EXERCISE GOAL: Identify all lines below that hold "ToSql" and collect them.

DATASET CONTENT:

---+---

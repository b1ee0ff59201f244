//! CLI interface and argument parsing

pub mod commands;

use clap::{Parser, Subcommand};

/// airsync - incremental air quality data sync
#[derive(Parser, Debug)]
#[command(name = "airsync")]
#[command(version, about, long_about = None)]
#[command(author = "airsync Contributors")]
pub struct Cli {
    /// Path to configuration file
    #[arg(short, long, global = true, default_value = "airsync.toml", env = "AIRSYNC_CONFIG")]
    pub config: String,

    /// Log level (trace, debug, info, warn, error)
    #[arg(short, long, global = true, env = "AIRSYNC_LOG_LEVEL")]
    pub log_level: Option<String>,

    /// Subcommand to execute
    #[command(subcommand)]
    pub command: Commands,
}

/// Available commands
#[derive(Subcommand, Debug)]
pub enum Commands {
    /// Sync locations and new measurements into the configured store
    Sync(commands::sync::SyncArgs),

    /// Show the current watermark and row counts
    Status(commands::status::StatusArgs),

    /// Validate configuration file
    ValidateConfig(commands::validate::ValidateArgs),

    /// Initialize a new configuration file
    Init(commands::init::InitArgs),
}
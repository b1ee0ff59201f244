//! Store abstraction
//!
//! Every write is keyed on the record's natural key and is idempotent:
//! replaying the same input leaves the store unchanged and reports
//! [`WriteOutcome::Unchanged`] or [`WriteOutcome::Duplicate`] instead of
//! failing.

use crate::domain::{
    AlertRule, Measurement, MonitoringSite, Pollutant, PollutantCode, Region, Result, SiteAlert,
    SiteCode, StreamKey,
};
use async_trait::async_trait;
use chrono::{DateTime, Utc};

/// Result of a keyed write
#[derive(Debug, Clone, Copy, PartialEq, Eq)]
pub enum WriteOutcome {
    /// No row with this key existed
    Inserted,
    /// A row existed and at least one attribute changed
    Updated,
    /// A row existed with identical attributes
    Unchanged,
    /// Insert-only record whose key is already stored
    Duplicate,
}

impl WriteOutcome {
    /// Whether the store's contents changed
    pub fn is_write(&self) -> bool {
        matches!(self, WriteOutcome::Inserted | WriteOutcome::Updated)
    }
}

/// Row counts reported by `status`
#[derive(Debug, Clone, Copy, Default, PartialEq, Eq)]
pub struct StoreCounts {
    pub regions: u64,
    pub sites: u64,
    pub pollutants: u64,
    pub measurements: u64,
    pub alert_rules: u64,
    pub active_alerts: u64,
}

/// Persistence for the sync pipeline
#[async_trait]
pub trait Store: Send + Sync {
    /// Short backend name for logs (`postgresql`, `memory`)
    fn backend_name(&self) -> &'static str;

    /// Test the connection
    ///
    /// # Errors
    ///
    /// Returns a store error if the backend cannot be reached.
    async fn test_connection(&self) -> Result<()>;

    /// Create tables and constraints if they do not exist
    async fn ensure_schema(&self) -> Result<()>;

    /// Insert or update a region by code
    async fn upsert_region(&self, region: &Region) -> Result<WriteOutcome>;

    /// Insert or update a site by code. The region must already exist.
    async fn upsert_site(&self, site: &MonitoringSite) -> Result<WriteOutcome>;

    /// Insert a pollutant if absent; update its unit when a different
    /// non-empty unit is reported
    async fn ensure_pollutant(&self, pollutant: &Pollutant) -> Result<WriteOutcome>;

    /// Insert a measurement unless its `(site, pollutant, observed_at)` key
    /// is already stored, in which case [`WriteOutcome::Duplicate`] is returned
    async fn insert_measurement(&self, measurement: &Measurement) -> Result<WriteOutcome>;

    /// Codes of every stored site
    async fn site_codes(&self) -> Result<Vec<SiteCode>>;

    /// Display name of a stored site, `None` when the code is unknown
    async fn site_name(&self, code: &SiteCode) -> Result<Option<String>>;

    /// Latest stored observation time for `stream`, `None` when empty
    async fn latest_observed_at(&self, stream: &StreamKey) -> Result<Option<DateTime<Utc>>>;

    /// Measurements observed at or after `since`, oldest first
    async fn measurements_since(&self, since: DateTime<Utc>) -> Result<Vec<Measurement>>;

    /// Most recent measurements, newest first
    async fn latest_measurements(&self, limit: usize) -> Result<Vec<Measurement>>;

    /// Active rules watching `(site, pollutant)`
    async fn active_rules_for(
        &self,
        site: &SiteCode,
        pollutant: &PollutantCode,
    ) -> Result<Vec<AlertRule>>;

    /// All rules, active or not
    async fn alert_rules(&self) -> Result<Vec<AlertRule>>;

    /// Insert a rule unless one with the same code or the same
    /// `(site, pollutant, name)` exists
    async fn insert_alert_rule(&self, rule: &AlertRule) -> Result<WriteOutcome>;

    /// Refresh the rule's active alert from `measurement`, or open one.
    ///
    /// Returns [`WriteOutcome::Inserted`] for a new alert,
    /// [`WriteOutcome::Updated`] when an active alert moved to this
    /// measurement and [`WriteOutcome::Unchanged`] when it already pointed here.
    async fn record_alert(&self, rule: &AlertRule, measurement: &Measurement)
        -> Result<WriteOutcome>;

    /// Alerts currently in the `active` state
    async fn active_alerts(&self) -> Result<Vec<SiteAlert>>;

    /// Row counts per table
    async fn counts(&self) -> Result<StoreCounts>;
}

#[cfg(test)]
mod tests {
    use super::*;

    #[test]
    fn test_write_outcome_is_write() {
        assert!(WriteOutcome::Inserted.is_write());
        assert!(WriteOutcome::Updated.is_write());
        assert!(!WriteOutcome::Unchanged.is_write());
        assert!(!WriteOutcome::Duplicate.is_write());
    }
}
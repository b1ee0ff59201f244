//! Sync run state machine

use std::fmt;

/// Phase of a sync run
///
/// A run moves forward through the phases and ends in exactly one of
/// `Done`, `Failed` or `Cancelled`.
#[derive(Debug, Clone, Copy, PartialEq, Eq, Default)]
pub enum SyncPhase {
    #[default]
    Idle,
    FetchingReference,
    WritingReference,
    ComputingWatermark,
    FetchingMeasurements,
    WritingMeasurements,
    Done,
    Failed,
    Cancelled,
}

impl SyncPhase {
    pub fn as_str(&self) -> &'static str {
        match self {
            SyncPhase::Idle => "idle",
            SyncPhase::FetchingReference => "fetching_reference",
            SyncPhase::WritingReference => "writing_reference",
            SyncPhase::ComputingWatermark => "computing_watermark",
            SyncPhase::FetchingMeasurements => "fetching_measurements",
            SyncPhase::WritingMeasurements => "writing_measurements",
            SyncPhase::Done => "done",
            SyncPhase::Failed => "failed",
            SyncPhase::Cancelled => "cancelled",
        }
    }

    pub fn is_terminal(&self) -> bool {
        matches!(
            self,
            SyncPhase::Done | SyncPhase::Failed | SyncPhase::Cancelled
        )
    }

    /// Process exit code for a finished run
    pub fn exit_code(&self) -> i32 {
        match self {
            SyncPhase::Done => 0,
            SyncPhase::Cancelled => 130,
            _ => 1,
        }
    }

    /// Whether moving to `next` only alternates fetch and write of one stage
    pub(crate) fn is_page_step(&self, next: SyncPhase) -> bool {
        matches!(
            (self, next),
            (SyncPhase::FetchingReference, SyncPhase::WritingReference)
                | (SyncPhase::WritingReference, SyncPhase::FetchingReference)
                | (SyncPhase::FetchingMeasurements, SyncPhase::WritingMeasurements)
                | (SyncPhase::WritingMeasurements, SyncPhase::FetchingMeasurements)
        )
    }
}

impl fmt::Display for SyncPhase {
    fn fmt(&self, f: &mut fmt::Formatter<'_>) -> fmt::Result {
        f.write_str(self.as_str())
    }
}

#[cfg(test)]
mod tests {
    use super::*;

    #[test]
    fn test_exit_codes() {
        assert_eq!(SyncPhase::Done.exit_code(), 0);
        assert_eq!(SyncPhase::Failed.exit_code(), 1);
        assert_eq!(SyncPhase::Cancelled.exit_code(), 130);
    }

    #[test]
    fn test_terminal_phases() {
        assert!(SyncPhase::Done.is_terminal());
        assert!(SyncPhase::Cancelled.is_terminal());
        assert!(!SyncPhase::ComputingWatermark.is_terminal());
    }

    #[test]
    fn test_page_steps() {
        assert!(SyncPhase::FetchingReference.is_page_step(SyncPhase::WritingReference));
        assert!(!SyncPhase::WritingReference.is_page_step(SyncPhase::ComputingWatermark));
    }
}
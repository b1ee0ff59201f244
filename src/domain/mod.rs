//! Domain models and types for airsync.
//!
//! # Overview
//!
//! The domain layer provides:
//! - **Natural-key identifiers** ([`RegionCode`], [`SiteCode`], [`PollutantCode`], [`StreamKey`])
//! - **Canonical records** ([`Region`], [`MonitoringSite`], [`Pollutant`], [`Measurement`])
//! - **Alerting types** ([`AlertRule`], [`SiteAlert`])
//! - **Error types** ([`AirSyncError`], [`FetchError`], [`StoreError`])
//! - **Result type alias** ([`Result`])
//!
//! Identifiers use the newtype pattern so a site code can never be passed
//! where a pollutant code is expected:
//!
//! ```rust
//! use airsync::domain::{PollutantCode, SiteCode};
//!
//! # fn example() -> Result<(), Box<dyn std::error::Error>> {
//! let site = SiteCode::new("2178")?;
//! let pollutant = PollutantCode::new("PM25")?;
//! assert_eq!(pollutant.as_str(), "pm25");
//! # let _ = site;
//! # Ok(())
//! # }
//! ```

pub mod alert;
pub mod errors;
pub mod ids;
pub mod records;
pub mod result;

// Re-export commonly used types for convenience
pub use alert::{AlertRule, AlertState, Comparison, SiteAlert};
pub use errors::{AirSyncError, FetchError, FetchErrorKind, StoreError};
pub use ids::{AlertRuleCode, PollutantCode, RegionCode, SiteCode, StreamKey};
pub use records::{Measurement, MeasurementKey, MonitoringSite, Pollutant, Region};
pub use result::Result;
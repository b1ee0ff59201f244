//! PostgreSQL connection pool

use crate::config::schema::PostgreSQLConfig;
use crate::domain::{AirSyncError, Result, StoreError};
use deadpool_postgres::{Manager, ManagerConfig, Object, Pool, RecyclingMethod};
use secrecy::ExposeSecret;
use std::time::Duration;
use tokio_postgres::config::SslMode;
use tokio_postgres::types::ToSql;
use tokio_postgres::{NoTls, Row};

/// Pooled PostgreSQL client
///
/// Every connection handed out has `statement_timeout` applied.
pub struct PostgreSQLClient {
    pool: Pool,
    statement_timeout_ms: u64,
    connection_string_safe: String,
}

impl PostgreSQLClient {
    /// Create a new pool
    ///
    /// No connection is opened until the first query.
    ///
    /// # Errors
    ///
    /// Returns a configuration error if the connection string or TLS setup
    /// is invalid.
    pub fn new(config: &PostgreSQLConfig) -> Result<Self> {
        let conn_str = config.connection_string.expose_secret();
        let mut pg_config: tokio_postgres::Config = conn_str.as_str().parse().map_err(|e| {
            AirSyncError::Configuration(format!("Invalid PostgreSQL connection string: {e}"))
        })?;
        pg_config.connect_timeout(Duration::from_secs(config.connection_timeout_seconds));

        let manager_config = ManagerConfig {
            recycling_method: RecyclingMethod::Fast,
        };

        let manager = match config.ssl_mode.as_str() {
            "disable" => {
                pg_config.ssl_mode(SslMode::Disable);
                Manager::from_config(pg_config, NoTls, manager_config)
            }
            mode => {
                pg_config.ssl_mode(if mode == "require" {
                    SslMode::Require
                } else {
                    SslMode::Prefer
                });
                let connector = native_tls::TlsConnector::builder().build().map_err(|e| {
                    AirSyncError::Configuration(format!("Failed to build TLS connector: {e}"))
                })?;
                let tls = postgres_native_tls::MakeTlsConnector::new(connector);
                Manager::from_config(pg_config, tls, manager_config)
            }
        };

        let timeout = Duration::from_secs(config.connection_timeout_seconds);
        let pool = Pool::builder(manager)
            .max_size(config.max_connections)
            .wait_timeout(Some(timeout))
            .create_timeout(Some(timeout))
            .recycle_timeout(Some(timeout))
            .runtime(deadpool_postgres::Runtime::Tokio1)
            .build()
            .map_err(|e| {
                AirSyncError::Configuration(format!("Failed to create connection pool: {e}"))
            })?;

        Ok(Self {
            pool,
            statement_timeout_ms: config.statement_timeout_seconds * 1000,
            connection_string_safe: redact_connection_string(conn_str.as_str()),
        })
    }

    /// Get a connection from the pool with the statement timeout applied
    ///
    /// # Errors
    ///
    /// Returns [`StoreError::Unavailable`] if no connection can be obtained.
    pub async fn connection(&self) -> Result<Object> {
        let client = self.pool.get().await.map_err(|e| {
            StoreError::Unavailable(format!("Failed to get connection from pool: {e}"))
        })?;

        client
            .batch_execute(&format!(
                "SET statement_timeout = {}",
                self.statement_timeout_ms
            ))
            .await
            .map_err(|e| StoreError::Unavailable(format!("Failed to set statement timeout: {e}")))?;

        Ok(client)
    }

    pub async fn test_connection(&self) -> Result<()> {
        let client = self.connection().await?;
        client
            .query_one("SELECT 1", &[])
            .await
            .map_err(|e| StoreError::Unavailable(format!("Connection test failed: {e}")))?;

        tracing::info!(
            target_db = %self.connection_string_safe,
            "PostgreSQL connection test successful"
        );
        Ok(())
    }

    /// Runs the bundled migration; every statement is `IF NOT EXISTS`
    pub async fn ensure_schema(&self) -> Result<()> {
        let client = self.connection().await?;
        let migration_sql = include_str!("../../../migrations/001_initial_schema.sql");

        client
            .batch_execute(migration_sql)
            .await
            .map_err(|e| StoreError::Migration(e.to_string()))?;

        tracing::info!("PostgreSQL schema initialized");
        Ok(())
    }

    /// Execute a query and return rows
    pub async fn query(&self, query: &str, params: &[&(dyn ToSql + Sync)]) -> Result<Vec<Row>> {
        let client = self.connection().await?;
        client
            .query(query, params)
            .await
            .map_err(|e| StoreError::QueryFailed(e.to_string()).into())
    }

    /// Execute a statement and return the number of affected rows
    pub async fn execute(&self, statement: &str, params: &[&(dyn ToSql + Sync)]) -> Result<u64> {
        let client = self.connection().await?;
        client
            .execute(statement, params)
            .await
            .map_err(|e| StoreError::QueryFailed(e.to_string()).into())
    }

    /// Connection string with credentials removed, for logs
    pub fn connection_string_safe(&self) -> &str {
        &self.connection_string_safe
    }
}

/// Replaces everything before the host with `***`
pub fn redact_connection_string(conn_str: &str) -> String {
    conn_str
        .rsplit_once('@')
        .map(|(_, host)| format!("postgresql://***@{host}"))
        .unwrap_or_else(|| "postgresql://***".to_string())
}
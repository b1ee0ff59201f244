//! Store abstraction layer
//!
//! The sync pipeline talks to persistence only through the [`Store`] trait,
//! so the PostgreSQL and in-memory backends are interchangeable.

pub mod factory;
pub mod traits;

pub use factory::create_store;
pub use traits::{Store, StoreCounts, WriteOutcome};
//! Store factory
//!
//! Builds the [`Store`] selected by `database_target`.

use crate::adapters::database::traits::Store;
use crate::adapters::memory::MemoryStore;
use crate::adapters::postgresql::{PostgreSQLAdapter, PostgreSQLClient};
use crate::config::schema::{AirSyncConfig, DatabaseTarget};
use crate::domain::{AirSyncError, Result};
use std::sync::Arc;

/// Create the configured store
///
/// The store is not contacted here; call `test_connection` and
/// `ensure_schema` before use.
///
/// # Errors
///
/// Returns a configuration error if the selected backend has no settings
/// or its settings are unusable.
pub fn create_store(config: &AirSyncConfig) -> Result<Arc<dyn Store>> {
    match config.database_target {
        DatabaseTarget::PostgreSQL => {
            let pg_config = config.postgresql.as_ref().ok_or_else(|| {
                AirSyncError::Configuration(
                    "postgresql configuration is required when database_target = 'postgresql'"
                        .to_string(),
                )
            })?;

            tracing::info!("Creating PostgreSQL store");
            let client = PostgreSQLClient::new(pg_config)?;
            Ok(Arc::new(PostgreSQLAdapter::new(client)))
        }
        DatabaseTarget::Memory => {
            tracing::info!("Creating in-memory store; nothing will persist after this run");
            Ok(Arc::new(MemoryStore::new()))
        }
    }
}

#[cfg(test)]
mod tests {
    use super::*;
    use crate::config::schema::{AlertsConfig, ApplicationConfig, LoggingConfig, SourceConfig};

    fn config(target: DatabaseTarget) -> AirSyncConfig {
        AirSyncConfig {
            application: ApplicationConfig::default(),
            source: SourceConfig::default(),
            database_target: target,
            postgresql: None,
            alerts: AlertsConfig::default(),
            logging: LoggingConfig::default(),
        }
    }

    #[test]
    fn test_memory_store_created() {
        let store = create_store(&config(DatabaseTarget::Memory)).unwrap();
        assert_eq!(store.backend_name(), "memory");
    }

    #[test]
    fn test_postgresql_without_section_fails() {
        let result = create_store(&config(DatabaseTarget::PostgreSQL));
        assert!(matches!(result, Err(AirSyncError::Configuration(_))));
    }
}
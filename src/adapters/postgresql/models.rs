//! Row decoding for the PostgreSQL adapter

use crate::domain::{
    AlertRule, AlertRuleCode, AlertState, Comparison, Measurement, MeasurementKey,
    PollutantCode, Result, SiteAlert, SiteCode, StoreError, StreamKey,
};
use chrono::{DateTime, Utc};
use tokio_postgres::Row;

/// Columns selected for a measurement, in [`measurement_from_row`] order
pub const MEASUREMENT_COLUMNS: &str =
    "stream, site_code, pollutant_code, observed_at, value, unit, external_id, ingested_at";

/// Columns selected for a rule, in [`alert_rule_from_row`] order
pub const ALERT_RULE_COLUMNS: &str =
    "code, site_code, pollutant_code, name, threshold, comparison, active";

/// Columns selected for an alert, in [`site_alert_from_row`] order
pub const SITE_ALERT_COLUMNS: &str =
    "rule_code, site_code, pollutant_code, observed_at, triggered_at, value, state";

fn get<'a, T>(row: &'a Row, idx: usize) -> Result<T>
where
    T: tokio_postgres::types::FromSql<'a>,
{
    row.try_get(idx)
        .map_err(|e| StoreError::Decode(format!("column {idx}: {e}")).into())
}

fn decode_key<T>(
    value: String,
    parse: impl FnOnce(String) -> std::result::Result<T, String>,
) -> Result<T> {
    parse(value).map_err(|e| StoreError::Decode(e).into())
}

pub fn measurement_from_row(row: &Row) -> Result<Measurement> {
    Ok(Measurement {
        stream: decode_key(get(row, 0)?, StreamKey::new)?,
        site_code: decode_key(get(row, 1)?, SiteCode::new)?,
        pollutant_code: decode_key(get(row, 2)?, PollutantCode::new)?,
        observed_at: get::<DateTime<Utc>>(row, 3)?,
        value: get(row, 4)?,
        unit: get(row, 5)?,
        external_id: get(row, 6)?,
        ingested_at: get::<DateTime<Utc>>(row, 7)?,
    })
}

pub fn alert_rule_from_row(row: &Row) -> Result<AlertRule> {
    let comparison: String = get(row, 5)?;
    Ok(AlertRule {
        code: decode_key(get(row, 0)?, AlertRuleCode::new)?,
        site_code: decode_key(get(row, 1)?, SiteCode::new)?,
        pollutant_code: decode_key(get(row, 2)?, PollutantCode::new)?,
        name: get(row, 3)?,
        threshold: get(row, 4)?,
        comparison: comparison
            .parse::<Comparison>()
            .map_err(StoreError::Decode)?,
        active: get(row, 6)?,
    })
}

pub fn site_alert_from_row(row: &Row) -> Result<SiteAlert> {
    let state: String = get(row, 6)?;
    Ok(SiteAlert {
        rule_code: decode_key(get(row, 0)?, AlertRuleCode::new)?,
        measurement: MeasurementKey {
            site_code: decode_key(get(row, 1)?, SiteCode::new)?,
            pollutant_code: decode_key(get(row, 2)?, PollutantCode::new)?,
            observed_at: get::<DateTime<Utc>>(row, 3)?,
        },
        triggered_at: get::<DateTime<Utc>>(row, 4)?,
        value: get(row, 5)?,
        state: state.parse::<AlertState>().map_err(StoreError::Decode)?,
    })
}
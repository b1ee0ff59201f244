// Watermark derivation for incremental measurement fetches

pub mod manager;
pub mod watermark;

pub use manager::WatermarkStore;
pub use watermark::Watermark;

---+---

YOUR SOLUTION:
use tokio_postgres::types::ToSql;
    pub async fn query(&self, query: &str, params: &[&(dyn ToSql + Sync)]) -> Result<Vec<Row>> {
    pub async fn execute(&self, statement: &str, params: &[&(dyn ToSql + Sync)]) -> Result<u64> {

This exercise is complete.